## WHAT TO WORK ON
Scan the listing below. Copy each line that contains "response".

---- DATA PROVIDED

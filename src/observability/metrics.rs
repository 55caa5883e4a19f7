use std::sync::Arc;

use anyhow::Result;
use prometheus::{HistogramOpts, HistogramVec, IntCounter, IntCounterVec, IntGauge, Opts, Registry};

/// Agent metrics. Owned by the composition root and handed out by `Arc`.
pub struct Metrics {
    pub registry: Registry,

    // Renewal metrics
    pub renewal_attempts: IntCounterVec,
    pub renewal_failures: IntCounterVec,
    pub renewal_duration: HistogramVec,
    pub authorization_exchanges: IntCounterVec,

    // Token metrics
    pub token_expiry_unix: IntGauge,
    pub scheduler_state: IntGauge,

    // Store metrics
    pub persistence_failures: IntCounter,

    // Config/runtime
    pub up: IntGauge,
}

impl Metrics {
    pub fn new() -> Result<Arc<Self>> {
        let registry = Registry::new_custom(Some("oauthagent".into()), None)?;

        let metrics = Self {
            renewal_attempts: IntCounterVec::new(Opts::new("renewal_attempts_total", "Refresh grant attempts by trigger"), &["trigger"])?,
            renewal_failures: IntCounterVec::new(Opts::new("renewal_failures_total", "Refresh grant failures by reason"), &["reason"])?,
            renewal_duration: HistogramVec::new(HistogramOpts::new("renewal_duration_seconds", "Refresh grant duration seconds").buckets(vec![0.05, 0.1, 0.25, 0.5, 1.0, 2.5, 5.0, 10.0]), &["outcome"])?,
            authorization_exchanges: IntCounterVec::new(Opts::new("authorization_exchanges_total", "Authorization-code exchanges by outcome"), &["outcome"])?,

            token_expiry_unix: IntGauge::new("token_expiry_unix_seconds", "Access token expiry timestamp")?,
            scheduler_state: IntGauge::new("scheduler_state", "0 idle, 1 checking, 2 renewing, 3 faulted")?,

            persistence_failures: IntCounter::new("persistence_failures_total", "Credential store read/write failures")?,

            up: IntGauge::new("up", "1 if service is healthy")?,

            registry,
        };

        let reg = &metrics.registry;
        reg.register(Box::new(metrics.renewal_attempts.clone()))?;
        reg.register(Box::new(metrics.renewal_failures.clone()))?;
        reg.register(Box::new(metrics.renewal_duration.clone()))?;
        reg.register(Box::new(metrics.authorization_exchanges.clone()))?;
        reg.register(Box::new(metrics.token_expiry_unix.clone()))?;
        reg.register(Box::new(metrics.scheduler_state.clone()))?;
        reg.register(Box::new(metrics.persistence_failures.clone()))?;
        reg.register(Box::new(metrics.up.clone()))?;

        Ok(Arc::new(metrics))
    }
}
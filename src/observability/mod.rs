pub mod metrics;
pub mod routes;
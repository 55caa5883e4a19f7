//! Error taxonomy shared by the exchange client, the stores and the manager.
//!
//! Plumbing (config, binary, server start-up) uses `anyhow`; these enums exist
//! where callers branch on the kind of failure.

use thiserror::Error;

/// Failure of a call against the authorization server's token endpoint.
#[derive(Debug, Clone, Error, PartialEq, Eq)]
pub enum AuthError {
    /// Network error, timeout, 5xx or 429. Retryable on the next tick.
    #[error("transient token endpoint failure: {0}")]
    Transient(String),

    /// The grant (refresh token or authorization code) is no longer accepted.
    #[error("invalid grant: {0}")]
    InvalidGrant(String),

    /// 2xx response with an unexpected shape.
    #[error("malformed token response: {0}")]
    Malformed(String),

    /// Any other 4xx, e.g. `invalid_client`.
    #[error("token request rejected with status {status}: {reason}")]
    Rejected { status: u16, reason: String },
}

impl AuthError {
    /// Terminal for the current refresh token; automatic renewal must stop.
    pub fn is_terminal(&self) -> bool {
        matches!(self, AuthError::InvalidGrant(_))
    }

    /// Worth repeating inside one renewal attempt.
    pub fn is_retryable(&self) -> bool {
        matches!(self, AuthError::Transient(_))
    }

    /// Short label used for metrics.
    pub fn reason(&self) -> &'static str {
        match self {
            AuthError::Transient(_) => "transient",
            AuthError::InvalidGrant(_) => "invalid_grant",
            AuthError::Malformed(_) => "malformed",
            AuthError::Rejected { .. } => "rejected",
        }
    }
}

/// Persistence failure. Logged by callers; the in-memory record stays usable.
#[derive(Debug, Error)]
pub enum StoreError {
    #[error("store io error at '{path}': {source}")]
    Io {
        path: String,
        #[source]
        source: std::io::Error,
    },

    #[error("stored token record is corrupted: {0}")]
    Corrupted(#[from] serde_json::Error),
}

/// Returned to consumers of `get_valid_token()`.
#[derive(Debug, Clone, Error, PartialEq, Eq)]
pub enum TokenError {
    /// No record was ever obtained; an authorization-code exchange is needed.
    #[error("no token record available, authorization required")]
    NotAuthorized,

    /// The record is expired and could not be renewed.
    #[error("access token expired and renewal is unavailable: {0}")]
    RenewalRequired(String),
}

--------

## TASK SOLUTION
    /// 2xx response with an unexpected shape.
    #[error("malformed token response: {0}")]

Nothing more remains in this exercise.